While the UAW says it wants pensions restored, Ford CFO John Lawler said that for Ford's unionized workers, it's not going to happen.
"So when you look at the defined benefit plan they're asking for, you know, that's a plan of the past. Only 12% or so of Fortune 500 companies offer that today. What we're offering is a defined contribution plan where we contribute," Lawler said on a livestreamed negotiations update.
Defined benefit plans are more popularly known as pensions; defined contribution plans, in contrast, include things like 401(k)s.
Battery plants become a sticking point in Ford negotiations
Ford announced earlier this week that it was pausing work on a Michigan battery plant in which the automaker plans to invest $3.5 billion.
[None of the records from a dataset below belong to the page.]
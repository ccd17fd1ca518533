//! Cloud vs on-premises cost comparison
//!
//! Synthesizes an estimated on-premises cost series next to each
//! project's monthly cloud spend. Repatriation projects get a ratio curve
//! that starts at 1.3x cloud cost and falls to 0.7x as the repatriation
//! completes; every other project gets a single uniformly drawn factor in
//! [1.2, 1.4].

use std::collections::BTreeMap;

use chrono::{Days, NaiveDate};
use rand::Rng;
use serde::{Deserialize, Serialize};

use crate::models::{ConsolidatedTable, MultiCloudProject};
use crate::pattern::WorkloadPattern;

use super::{month_end, parse_record_date};

/// Which side of the comparison a row belongs to
#[derive(Debug, Clone, Copy, PartialEq, Eq, Serialize, Deserialize)]
#[serde(rename_all = "snake_case")]
pub enum CostType {
    Cloud,
    OnPrem,
}

impl CostType {
    pub fn as_str(&self) -> &'static str {
        match self {
            CostType::Cloud => "cloud",
            CostType::OnPrem => "on_prem",
        }
    }
}

/// One month of cloud or on-prem cost for one project
#[derive(Debug, Clone, PartialEq, Serialize, Deserialize)]
pub struct CostComparisonRow {
    pub month: NaiveDate,
    pub project: String,
    pub cost_type: CostType,
    pub cost: f64,
}

/// Build the cloud vs on-prem comparison for every project with data
///
/// `rng` supplies the per-project factor for non-repatriation projects;
/// one draw per project, applied to every month.
pub fn generate_on_prem_comparison(
    table: &ConsolidatedTable,
    projects: &[MultiCloudProject],
    rng: &mut impl Rng,
) -> Vec<CostComparisonRow> {
    let mut rows = Vec::new();

    // Repatriation projects first, then the flat-factor remainder
    for project in projects {
        if let WorkloadPattern::CloudRepatriation(params) = &project.pattern {
            if params.cloud_source.is_none() {
                continue;
            }
            append_repatriation_rows(table, project, params.start_ratio, &mut rows);
        }
    }

    for project in projects {
        if matches!(project.pattern, WorkloadPattern::CloudRepatriation(_)) {
            continue;
        }
        let Some(monthly) = monthly_cloud_costs(table, &project.name) else {
            continue;
        };
        let on_prem_factor = rng.gen_range(1.2..1.4);
        for (&month, &cost) in &monthly {
            rows.push(CostComparisonRow {
                month,
                project: project.name.clone(),
                cost_type: CostType::Cloud,
                cost,
            });
        }
        for (&month, &cost) in &monthly {
            rows.push(CostComparisonRow {
                month,
                project: project.name.clone(),
                cost_type: CostType::OnPrem,
                cost: cost * on_prem_factor,
            });
        }
    }

    rows
}

/// On-prem/cloud cost ratio for a repatriation project at a given date
///
/// 1.3 before the repatriation start, linear down to 0.7 by
/// `start + 0.3 * total_days`, held at 0.7 thereafter.
pub(crate) fn repatriation_ratio(
    date: NaiveDate,
    repatriation_start: NaiveDate,
    total_days: i64,
) -> f64 {
    const PRE_REPATRIATION_RATIO: f64 = 1.3;
    const FINAL_SAVINGS_RATIO: f64 = 0.7;

    if date < repatriation_start {
        return PRE_REPATRIATION_RATIO;
    }
    let ramp_days = total_days as f64 * 0.3;
    let progress = if ramp_days > 0.0 {
        ((date - repatriation_start).num_days() as f64 / ramp_days).min(1.0)
    } else {
        1.0
    };
    PRE_REPATRIATION_RATIO - (PRE_REPATRIATION_RATIO - FINAL_SAVINGS_RATIO) * progress
}

fn append_repatriation_rows(
    table: &ConsolidatedTable,
    project: &MultiCloudProject,
    start_ratio: f64,
    rows: &mut Vec<CostComparisonRow>,
) {
    let Some(monthly) = monthly_cloud_costs(table, &project.name) else {
        return;
    };
    let Some((first_date, last_date)) = project_date_range(table, &project.name) else {
        return;
    };
    let total_days = (last_date - first_date).num_days();
    let start_offset = (total_days as f64 * start_ratio) as u64;
    let repatriation_start = first_date + Days::new(start_offset);

    for (&month, &cost) in &monthly {
        rows.push(CostComparisonRow {
            month,
            project: project.name.clone(),
            cost_type: CostType::Cloud,
            cost,
        });
    }
    for (&month, &cost) in &monthly {
        let ratio = repatriation_ratio(month, repatriation_start, total_days);
        rows.push(CostComparisonRow {
            month,
            project: project.name.clone(),
            cost_type: CostType::OnPrem,
            cost: cost * ratio,
        });
    }
}

fn monthly_cloud_costs(
    table: &ConsolidatedTable,
    project_name: &str,
) -> Option<BTreeMap<NaiveDate, f64>> {
    let mut monthly: BTreeMap<NaiveDate, f64> = BTreeMap::new();
    for record in table.iter() {
        if record.multi_cloud_project != project_name {
            continue;
        }
        let Some(date) = parse_record_date(&record.date) else {
            continue;
        };
        *monthly.entry(month_end(date)).or_default() += record.cost;
    }
    if monthly.is_empty() {
        None
    } else {
        Some(monthly)
    }
}

fn project_date_range(
    table: &ConsolidatedTable,
    project_name: &str,
) -> Option<(NaiveDate, NaiveDate)> {
    let mut range: Option<(NaiveDate, NaiveDate)> = None;
    for record in table.iter() {
        if record.multi_cloud_project != project_name {
            continue;
        }
        let Some(date) = parse_record_date(&record.date) else {
            continue;
        };
        range = Some(match range {
            Some((min, max)) => (min.min(date), max.max(date)),
            None => (date, date),
        });
    }
    range
}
Work will eventually resume work on that plant, Ford CEO Jim Farley said today, and it will make batteries for electric vehicles.
Ford needs to decide, though, how big that plant will ultimately be, something that depends on several factors. One of those factors is the outcome of these UAW labor negotiations, which will partly determine what sorts of vehicles Ford will produce that will use the batteries the factory makes.
Another factory is the final wording of Inflation Reduction Act rules that determine the amount of tax credits consumers will get when purchasing electric vehicles. In general, those rules favor vehicles with batteries manufactured in the US, but there are still techincal points to be worked out.